> _Activity_
Which of the lines below hold the word "root"? Pull each of them out.

Collected data
————————

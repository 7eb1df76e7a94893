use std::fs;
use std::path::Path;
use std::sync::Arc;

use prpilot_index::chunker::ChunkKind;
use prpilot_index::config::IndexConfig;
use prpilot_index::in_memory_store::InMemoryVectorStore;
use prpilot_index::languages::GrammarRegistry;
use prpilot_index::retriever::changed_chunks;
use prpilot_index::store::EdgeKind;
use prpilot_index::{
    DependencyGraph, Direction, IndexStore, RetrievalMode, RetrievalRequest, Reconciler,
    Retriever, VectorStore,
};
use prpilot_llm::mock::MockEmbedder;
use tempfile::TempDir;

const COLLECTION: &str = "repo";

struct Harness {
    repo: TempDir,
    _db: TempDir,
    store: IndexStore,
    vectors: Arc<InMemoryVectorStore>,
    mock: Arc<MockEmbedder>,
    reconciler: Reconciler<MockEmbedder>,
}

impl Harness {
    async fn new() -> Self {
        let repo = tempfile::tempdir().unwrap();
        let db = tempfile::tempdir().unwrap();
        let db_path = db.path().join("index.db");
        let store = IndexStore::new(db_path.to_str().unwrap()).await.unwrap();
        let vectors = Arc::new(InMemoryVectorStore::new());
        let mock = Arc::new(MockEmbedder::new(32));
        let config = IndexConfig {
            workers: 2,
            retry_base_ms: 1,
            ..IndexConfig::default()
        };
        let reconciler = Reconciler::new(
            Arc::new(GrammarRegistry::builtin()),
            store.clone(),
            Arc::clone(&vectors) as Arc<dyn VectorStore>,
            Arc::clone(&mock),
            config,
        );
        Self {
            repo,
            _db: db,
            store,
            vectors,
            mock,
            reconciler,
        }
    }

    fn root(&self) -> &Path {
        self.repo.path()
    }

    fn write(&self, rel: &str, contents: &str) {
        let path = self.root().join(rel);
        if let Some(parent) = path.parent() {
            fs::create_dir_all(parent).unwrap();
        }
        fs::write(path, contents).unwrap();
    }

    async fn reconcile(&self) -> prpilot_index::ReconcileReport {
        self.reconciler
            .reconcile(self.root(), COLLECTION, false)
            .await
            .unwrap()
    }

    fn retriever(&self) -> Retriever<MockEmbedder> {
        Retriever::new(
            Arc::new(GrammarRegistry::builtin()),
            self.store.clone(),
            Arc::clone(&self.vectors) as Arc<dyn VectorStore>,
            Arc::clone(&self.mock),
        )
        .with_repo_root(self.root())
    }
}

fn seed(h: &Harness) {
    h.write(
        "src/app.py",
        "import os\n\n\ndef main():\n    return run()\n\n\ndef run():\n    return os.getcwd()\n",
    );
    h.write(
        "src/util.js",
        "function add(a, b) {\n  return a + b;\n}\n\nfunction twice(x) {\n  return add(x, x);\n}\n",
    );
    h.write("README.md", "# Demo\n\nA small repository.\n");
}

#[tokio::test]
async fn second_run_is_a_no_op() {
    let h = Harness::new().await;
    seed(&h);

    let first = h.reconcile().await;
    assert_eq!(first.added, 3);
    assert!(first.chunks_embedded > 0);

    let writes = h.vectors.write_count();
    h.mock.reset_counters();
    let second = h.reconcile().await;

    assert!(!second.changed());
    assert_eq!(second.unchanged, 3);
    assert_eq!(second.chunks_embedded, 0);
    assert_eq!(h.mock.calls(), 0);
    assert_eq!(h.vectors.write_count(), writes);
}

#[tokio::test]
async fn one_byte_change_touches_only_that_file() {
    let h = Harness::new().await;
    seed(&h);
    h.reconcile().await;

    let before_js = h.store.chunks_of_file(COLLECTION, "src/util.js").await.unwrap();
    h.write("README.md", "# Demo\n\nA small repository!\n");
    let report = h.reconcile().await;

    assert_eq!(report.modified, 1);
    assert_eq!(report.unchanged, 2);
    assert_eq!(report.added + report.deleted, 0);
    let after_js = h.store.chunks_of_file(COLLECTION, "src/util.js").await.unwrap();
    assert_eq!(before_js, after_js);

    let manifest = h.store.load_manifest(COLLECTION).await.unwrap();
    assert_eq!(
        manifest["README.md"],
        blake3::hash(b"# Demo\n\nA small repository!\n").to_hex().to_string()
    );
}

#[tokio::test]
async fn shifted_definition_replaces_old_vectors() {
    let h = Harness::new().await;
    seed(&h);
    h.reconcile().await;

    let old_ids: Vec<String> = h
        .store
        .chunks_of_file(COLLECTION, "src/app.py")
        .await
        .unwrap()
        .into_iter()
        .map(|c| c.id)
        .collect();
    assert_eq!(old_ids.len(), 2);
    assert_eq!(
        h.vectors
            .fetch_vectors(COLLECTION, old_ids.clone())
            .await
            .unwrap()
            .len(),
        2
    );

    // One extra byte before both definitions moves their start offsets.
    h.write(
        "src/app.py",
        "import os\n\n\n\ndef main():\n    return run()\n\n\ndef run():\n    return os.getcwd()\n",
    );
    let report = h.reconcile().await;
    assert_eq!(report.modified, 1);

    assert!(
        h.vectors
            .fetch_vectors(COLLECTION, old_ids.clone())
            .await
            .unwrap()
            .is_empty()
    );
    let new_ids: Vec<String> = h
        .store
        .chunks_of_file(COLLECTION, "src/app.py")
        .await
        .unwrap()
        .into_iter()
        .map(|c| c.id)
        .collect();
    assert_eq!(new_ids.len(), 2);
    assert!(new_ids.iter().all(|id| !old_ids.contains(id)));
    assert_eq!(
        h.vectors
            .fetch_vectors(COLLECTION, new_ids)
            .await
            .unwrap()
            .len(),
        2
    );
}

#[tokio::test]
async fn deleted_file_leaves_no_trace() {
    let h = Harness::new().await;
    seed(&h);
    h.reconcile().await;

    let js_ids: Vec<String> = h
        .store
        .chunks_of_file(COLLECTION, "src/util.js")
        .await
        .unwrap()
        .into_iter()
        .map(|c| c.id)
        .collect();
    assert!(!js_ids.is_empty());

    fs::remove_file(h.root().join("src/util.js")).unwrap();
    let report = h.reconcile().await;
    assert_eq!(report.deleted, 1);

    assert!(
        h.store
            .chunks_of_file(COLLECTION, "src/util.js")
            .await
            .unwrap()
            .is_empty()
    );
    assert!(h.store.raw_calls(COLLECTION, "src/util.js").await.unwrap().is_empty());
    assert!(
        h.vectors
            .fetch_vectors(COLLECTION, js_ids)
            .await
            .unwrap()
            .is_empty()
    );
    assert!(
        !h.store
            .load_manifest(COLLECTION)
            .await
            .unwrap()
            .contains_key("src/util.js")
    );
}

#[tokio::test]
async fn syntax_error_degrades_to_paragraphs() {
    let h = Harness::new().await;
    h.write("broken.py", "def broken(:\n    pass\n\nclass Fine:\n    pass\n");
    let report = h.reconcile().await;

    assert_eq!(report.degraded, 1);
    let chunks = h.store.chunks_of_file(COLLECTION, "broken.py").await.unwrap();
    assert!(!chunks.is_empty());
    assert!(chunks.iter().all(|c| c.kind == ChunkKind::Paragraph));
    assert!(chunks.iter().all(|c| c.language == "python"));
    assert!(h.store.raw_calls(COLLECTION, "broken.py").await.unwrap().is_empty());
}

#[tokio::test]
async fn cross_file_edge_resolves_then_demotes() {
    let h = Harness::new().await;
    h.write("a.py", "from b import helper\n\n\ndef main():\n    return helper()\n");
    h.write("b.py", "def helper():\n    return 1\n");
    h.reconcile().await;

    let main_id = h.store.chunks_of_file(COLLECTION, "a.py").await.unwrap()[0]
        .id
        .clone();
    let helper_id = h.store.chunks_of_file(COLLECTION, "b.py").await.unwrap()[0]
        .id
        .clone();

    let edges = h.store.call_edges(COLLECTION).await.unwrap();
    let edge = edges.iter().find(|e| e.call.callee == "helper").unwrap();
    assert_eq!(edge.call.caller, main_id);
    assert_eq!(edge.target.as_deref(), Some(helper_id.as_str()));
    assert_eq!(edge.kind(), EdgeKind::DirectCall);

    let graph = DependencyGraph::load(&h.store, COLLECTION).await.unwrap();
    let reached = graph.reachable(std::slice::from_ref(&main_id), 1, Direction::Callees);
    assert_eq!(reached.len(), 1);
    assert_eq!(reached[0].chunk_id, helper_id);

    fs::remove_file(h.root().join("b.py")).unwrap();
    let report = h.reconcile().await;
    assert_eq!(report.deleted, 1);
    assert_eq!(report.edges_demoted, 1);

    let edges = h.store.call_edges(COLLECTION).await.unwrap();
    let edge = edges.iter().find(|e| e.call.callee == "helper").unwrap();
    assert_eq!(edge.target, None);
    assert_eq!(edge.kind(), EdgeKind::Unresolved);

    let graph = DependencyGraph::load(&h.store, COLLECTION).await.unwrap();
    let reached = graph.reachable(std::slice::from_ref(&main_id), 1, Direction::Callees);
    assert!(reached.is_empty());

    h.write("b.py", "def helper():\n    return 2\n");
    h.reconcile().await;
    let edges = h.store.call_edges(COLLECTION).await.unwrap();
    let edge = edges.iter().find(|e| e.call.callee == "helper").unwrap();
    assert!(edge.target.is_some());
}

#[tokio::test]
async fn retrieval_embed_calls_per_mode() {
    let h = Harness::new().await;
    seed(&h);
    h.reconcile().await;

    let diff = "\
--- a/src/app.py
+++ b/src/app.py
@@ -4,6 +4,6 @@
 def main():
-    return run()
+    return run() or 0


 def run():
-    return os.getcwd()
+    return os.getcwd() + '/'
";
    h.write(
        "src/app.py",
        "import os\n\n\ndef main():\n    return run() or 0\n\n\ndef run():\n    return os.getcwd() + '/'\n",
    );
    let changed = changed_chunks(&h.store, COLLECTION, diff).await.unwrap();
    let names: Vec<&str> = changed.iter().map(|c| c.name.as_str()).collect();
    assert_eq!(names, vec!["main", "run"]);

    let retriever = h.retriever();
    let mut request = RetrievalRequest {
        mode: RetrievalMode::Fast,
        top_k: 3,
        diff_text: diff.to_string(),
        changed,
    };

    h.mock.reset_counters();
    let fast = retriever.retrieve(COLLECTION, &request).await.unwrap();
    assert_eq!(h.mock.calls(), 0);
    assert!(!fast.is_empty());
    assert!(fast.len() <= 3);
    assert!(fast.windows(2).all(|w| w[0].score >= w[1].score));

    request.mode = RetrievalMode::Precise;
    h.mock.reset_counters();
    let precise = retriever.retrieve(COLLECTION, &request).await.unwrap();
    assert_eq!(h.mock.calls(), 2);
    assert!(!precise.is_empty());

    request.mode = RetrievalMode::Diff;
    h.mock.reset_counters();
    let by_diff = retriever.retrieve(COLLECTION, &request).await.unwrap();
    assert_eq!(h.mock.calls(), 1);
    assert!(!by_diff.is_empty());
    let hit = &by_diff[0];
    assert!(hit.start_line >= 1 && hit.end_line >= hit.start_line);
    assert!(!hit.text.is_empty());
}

————————

> _Problem solution_
    fn root(&self) -> &Path {
        let path = self.root().join(rel);
            .reconcile(self.root(), COLLECTION, false)
        .with_repo_root(self.root())
    fs::remove_file(h.root().join("src/util.js")).unwrap();
    fs::remove_file(h.root().join("b.py")).unwrap();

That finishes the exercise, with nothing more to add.